Provided data Start Marker

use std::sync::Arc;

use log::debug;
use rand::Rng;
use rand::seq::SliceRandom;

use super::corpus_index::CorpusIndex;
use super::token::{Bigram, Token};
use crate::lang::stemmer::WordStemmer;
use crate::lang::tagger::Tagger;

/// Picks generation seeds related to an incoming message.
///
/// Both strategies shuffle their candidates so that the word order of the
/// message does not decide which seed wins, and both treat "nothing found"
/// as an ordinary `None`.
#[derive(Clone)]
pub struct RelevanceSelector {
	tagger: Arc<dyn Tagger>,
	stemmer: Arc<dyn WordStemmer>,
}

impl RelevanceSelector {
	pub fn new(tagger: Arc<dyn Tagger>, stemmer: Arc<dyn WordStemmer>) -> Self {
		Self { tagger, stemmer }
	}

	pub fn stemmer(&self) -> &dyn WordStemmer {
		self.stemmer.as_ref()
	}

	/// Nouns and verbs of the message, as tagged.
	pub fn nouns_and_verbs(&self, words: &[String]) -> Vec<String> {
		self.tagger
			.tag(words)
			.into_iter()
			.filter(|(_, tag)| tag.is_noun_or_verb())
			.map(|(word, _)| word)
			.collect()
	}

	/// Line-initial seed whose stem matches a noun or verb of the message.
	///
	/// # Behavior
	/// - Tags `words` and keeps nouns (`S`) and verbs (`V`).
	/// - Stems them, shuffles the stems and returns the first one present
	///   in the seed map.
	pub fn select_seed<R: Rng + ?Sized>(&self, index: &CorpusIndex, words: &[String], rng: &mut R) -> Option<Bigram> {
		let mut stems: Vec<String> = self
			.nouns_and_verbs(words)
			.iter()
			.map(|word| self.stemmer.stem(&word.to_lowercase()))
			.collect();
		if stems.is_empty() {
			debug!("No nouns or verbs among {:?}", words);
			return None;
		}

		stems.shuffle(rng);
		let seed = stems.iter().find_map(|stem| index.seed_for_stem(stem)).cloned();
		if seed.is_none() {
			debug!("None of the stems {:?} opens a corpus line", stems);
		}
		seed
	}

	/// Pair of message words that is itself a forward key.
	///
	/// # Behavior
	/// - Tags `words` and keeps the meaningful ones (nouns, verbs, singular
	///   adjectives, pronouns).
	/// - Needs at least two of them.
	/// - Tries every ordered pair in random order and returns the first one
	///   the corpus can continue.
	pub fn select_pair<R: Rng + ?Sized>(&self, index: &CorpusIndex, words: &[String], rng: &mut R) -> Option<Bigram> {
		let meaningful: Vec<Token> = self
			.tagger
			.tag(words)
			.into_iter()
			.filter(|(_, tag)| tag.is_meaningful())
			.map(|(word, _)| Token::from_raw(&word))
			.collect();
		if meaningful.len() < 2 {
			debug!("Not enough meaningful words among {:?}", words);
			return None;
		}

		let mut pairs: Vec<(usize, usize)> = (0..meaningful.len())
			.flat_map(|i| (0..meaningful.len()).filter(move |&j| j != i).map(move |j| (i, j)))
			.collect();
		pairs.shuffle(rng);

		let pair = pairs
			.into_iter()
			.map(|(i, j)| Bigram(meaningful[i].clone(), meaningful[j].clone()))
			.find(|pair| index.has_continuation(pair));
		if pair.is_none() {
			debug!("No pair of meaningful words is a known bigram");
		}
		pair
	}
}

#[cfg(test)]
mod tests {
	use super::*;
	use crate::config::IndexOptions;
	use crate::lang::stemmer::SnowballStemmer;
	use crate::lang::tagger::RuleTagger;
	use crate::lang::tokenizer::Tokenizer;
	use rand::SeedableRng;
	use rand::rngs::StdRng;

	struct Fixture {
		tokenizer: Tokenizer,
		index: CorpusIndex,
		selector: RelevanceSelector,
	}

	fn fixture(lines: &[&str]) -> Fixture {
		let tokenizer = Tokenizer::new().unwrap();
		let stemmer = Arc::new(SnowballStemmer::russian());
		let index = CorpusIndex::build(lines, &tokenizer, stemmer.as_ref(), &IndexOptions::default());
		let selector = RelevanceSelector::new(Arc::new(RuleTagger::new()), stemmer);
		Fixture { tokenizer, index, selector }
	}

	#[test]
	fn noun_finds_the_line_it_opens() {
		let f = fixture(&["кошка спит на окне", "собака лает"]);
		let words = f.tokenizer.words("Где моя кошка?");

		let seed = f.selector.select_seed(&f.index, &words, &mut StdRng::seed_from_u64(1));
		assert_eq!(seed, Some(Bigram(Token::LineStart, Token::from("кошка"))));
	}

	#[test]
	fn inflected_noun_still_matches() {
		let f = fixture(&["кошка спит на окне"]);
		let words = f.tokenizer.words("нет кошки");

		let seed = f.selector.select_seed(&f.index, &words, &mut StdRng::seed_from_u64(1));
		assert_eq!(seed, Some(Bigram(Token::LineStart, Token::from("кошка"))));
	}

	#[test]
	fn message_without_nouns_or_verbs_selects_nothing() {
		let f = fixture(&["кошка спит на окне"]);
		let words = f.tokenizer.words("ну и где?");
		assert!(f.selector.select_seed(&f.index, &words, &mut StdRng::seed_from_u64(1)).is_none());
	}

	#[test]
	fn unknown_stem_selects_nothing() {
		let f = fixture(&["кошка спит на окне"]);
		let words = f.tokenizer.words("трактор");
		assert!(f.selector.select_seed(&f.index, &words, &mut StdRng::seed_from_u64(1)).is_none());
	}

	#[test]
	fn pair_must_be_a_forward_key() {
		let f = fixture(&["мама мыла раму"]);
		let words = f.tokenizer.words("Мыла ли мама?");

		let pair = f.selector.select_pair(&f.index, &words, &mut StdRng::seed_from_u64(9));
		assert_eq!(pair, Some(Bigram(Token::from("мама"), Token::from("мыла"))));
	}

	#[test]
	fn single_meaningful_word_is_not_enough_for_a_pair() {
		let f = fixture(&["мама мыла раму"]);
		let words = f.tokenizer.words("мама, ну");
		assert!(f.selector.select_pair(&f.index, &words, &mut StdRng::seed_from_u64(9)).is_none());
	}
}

Provided data End Marker
Provided data Start Marker

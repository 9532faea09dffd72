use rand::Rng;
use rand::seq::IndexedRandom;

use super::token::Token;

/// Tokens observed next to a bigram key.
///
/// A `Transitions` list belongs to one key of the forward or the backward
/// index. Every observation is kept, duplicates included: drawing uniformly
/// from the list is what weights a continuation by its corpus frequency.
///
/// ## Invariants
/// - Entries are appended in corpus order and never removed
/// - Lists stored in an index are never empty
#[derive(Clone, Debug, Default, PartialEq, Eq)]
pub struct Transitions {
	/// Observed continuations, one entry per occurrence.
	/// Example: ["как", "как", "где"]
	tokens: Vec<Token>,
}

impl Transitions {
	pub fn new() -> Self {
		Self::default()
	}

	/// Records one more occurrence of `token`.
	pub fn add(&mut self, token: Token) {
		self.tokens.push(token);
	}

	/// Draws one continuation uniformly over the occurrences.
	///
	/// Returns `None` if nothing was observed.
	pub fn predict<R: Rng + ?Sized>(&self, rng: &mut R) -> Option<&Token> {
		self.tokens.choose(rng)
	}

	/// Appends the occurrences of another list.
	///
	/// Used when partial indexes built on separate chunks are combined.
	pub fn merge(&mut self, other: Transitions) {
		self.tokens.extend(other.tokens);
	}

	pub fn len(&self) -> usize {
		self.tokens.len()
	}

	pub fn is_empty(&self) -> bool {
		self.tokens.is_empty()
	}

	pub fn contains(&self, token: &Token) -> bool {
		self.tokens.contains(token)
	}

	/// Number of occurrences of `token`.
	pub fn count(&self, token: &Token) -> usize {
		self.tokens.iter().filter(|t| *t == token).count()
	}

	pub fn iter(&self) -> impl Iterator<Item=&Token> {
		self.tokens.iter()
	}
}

Provided data End Marker
Provided data Start Marker

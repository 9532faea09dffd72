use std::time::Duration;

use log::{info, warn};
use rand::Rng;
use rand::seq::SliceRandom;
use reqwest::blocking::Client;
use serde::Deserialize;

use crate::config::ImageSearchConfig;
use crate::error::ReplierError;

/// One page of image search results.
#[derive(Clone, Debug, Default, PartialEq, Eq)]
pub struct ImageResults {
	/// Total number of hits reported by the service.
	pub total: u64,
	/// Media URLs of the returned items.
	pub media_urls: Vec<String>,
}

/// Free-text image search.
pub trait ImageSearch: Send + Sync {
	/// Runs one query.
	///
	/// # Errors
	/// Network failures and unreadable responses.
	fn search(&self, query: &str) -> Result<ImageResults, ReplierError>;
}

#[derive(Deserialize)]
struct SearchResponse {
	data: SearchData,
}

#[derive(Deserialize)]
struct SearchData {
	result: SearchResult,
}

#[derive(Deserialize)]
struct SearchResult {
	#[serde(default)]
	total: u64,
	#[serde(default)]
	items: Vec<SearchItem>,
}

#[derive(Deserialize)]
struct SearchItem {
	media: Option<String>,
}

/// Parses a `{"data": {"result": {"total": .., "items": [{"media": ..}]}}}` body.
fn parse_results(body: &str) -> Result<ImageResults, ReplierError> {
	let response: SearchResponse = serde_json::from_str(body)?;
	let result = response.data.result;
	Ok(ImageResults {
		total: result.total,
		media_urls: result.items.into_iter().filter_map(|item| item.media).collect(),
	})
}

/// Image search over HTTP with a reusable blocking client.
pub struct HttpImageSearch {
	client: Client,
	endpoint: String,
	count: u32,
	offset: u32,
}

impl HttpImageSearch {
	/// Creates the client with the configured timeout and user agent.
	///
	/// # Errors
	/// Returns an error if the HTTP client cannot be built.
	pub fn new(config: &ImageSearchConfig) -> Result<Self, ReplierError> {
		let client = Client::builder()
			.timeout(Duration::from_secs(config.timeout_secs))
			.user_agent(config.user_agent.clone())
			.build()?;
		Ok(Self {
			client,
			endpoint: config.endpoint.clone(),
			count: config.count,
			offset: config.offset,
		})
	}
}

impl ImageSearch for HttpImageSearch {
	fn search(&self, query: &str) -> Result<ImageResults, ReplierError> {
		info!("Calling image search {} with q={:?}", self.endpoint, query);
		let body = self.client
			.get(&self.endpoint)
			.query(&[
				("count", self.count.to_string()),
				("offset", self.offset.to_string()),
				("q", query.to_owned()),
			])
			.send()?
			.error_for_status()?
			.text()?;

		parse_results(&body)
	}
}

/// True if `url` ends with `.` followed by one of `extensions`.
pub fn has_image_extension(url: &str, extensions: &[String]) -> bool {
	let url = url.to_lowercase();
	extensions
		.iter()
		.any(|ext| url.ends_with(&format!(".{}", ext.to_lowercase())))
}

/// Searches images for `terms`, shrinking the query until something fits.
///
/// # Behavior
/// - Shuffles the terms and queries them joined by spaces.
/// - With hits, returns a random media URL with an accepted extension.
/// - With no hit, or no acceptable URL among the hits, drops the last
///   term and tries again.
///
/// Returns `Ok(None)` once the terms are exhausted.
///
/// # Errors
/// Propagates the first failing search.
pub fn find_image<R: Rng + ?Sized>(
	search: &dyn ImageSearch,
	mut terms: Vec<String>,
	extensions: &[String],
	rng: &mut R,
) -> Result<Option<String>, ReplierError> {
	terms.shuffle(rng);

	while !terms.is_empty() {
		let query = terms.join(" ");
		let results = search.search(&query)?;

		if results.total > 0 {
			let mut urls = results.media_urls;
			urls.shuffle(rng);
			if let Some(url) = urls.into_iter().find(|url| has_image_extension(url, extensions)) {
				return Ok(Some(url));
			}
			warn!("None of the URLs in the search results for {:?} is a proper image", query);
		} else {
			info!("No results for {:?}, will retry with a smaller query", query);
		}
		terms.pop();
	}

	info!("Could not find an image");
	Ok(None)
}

Provided data End Marker

* [Try it]
Extract from the listing above the lines between the line containing "use std::sync::Arc;" and the line containing "of the stems", keeping both of those lines. Output nothing else.

* [Completed exercise]
use std::sync::Arc;

use log::debug;
use rand::Rng;
use rand::seq::SliceRandom;

use super::corpus_index::CorpusIndex;
use super::token::{Bigram, Token};
use crate::lang::stemmer::WordStemmer;
use crate::lang::tagger::Tagger;

/// Picks generation seeds related to an incoming message.
///
/// Both strategies shuffle their candidates so that the word order of the
/// message does not decide which seed wins, and both treat "nothing found"
/// as an ordinary `None`.
#[derive(Clone)]
pub struct RelevanceSelector {
	tagger: Arc<dyn Tagger>,
	stemmer: Arc<dyn WordStemmer>,
}

impl RelevanceSelector {
	pub fn new(tagger: Arc<dyn Tagger>, stemmer: Arc<dyn WordStemmer>) -> Self {
		Self { tagger, stemmer }
	}

	pub fn stemmer(&self) -> &dyn WordStemmer {
		self.stemmer.as_ref()
	}

	/// Nouns and verbs of the message, as tagged.
	pub fn nouns_and_verbs(&self, words: &[String]) -> Vec<String> {
		self.tagger
			.tag(words)
			.into_iter()
			.filter(|(_, tag)| tag.is_noun_or_verb())
			.map(|(word, _)| word)
			.collect()
	}

	/// Line-initial seed whose stem matches a noun or verb of the message.
	///
	/// # Behavior
	/// - Tags `words` and keeps nouns (`S`) and verbs (`V`).
	/// - Stems them, shuffles the stems and returns the first one present
	///   in the seed map.
	pub fn select_seed<R: Rng + ?Sized>(&self, index: &CorpusIndex, words: &[String], rng: &mut R) -> Option<Bigram> {
		let mut stems: Vec<String> = self
			.nouns_and_verbs(words)
			.iter()
			.map(|word| self.stemmer.stem(&word.to_lowercase()))
			.collect();
		if stems.is_empty() {
			debug!("No nouns or verbs among {:?}", words);
			return None;
		}

		stems.shuffle(rng);
		let seed = stems.iter().find_map(|stem| index.seed_for_stem(stem)).cloned();
		if seed.is_none() {
			debug!("None of the stems {:?} opens a corpus line", stems);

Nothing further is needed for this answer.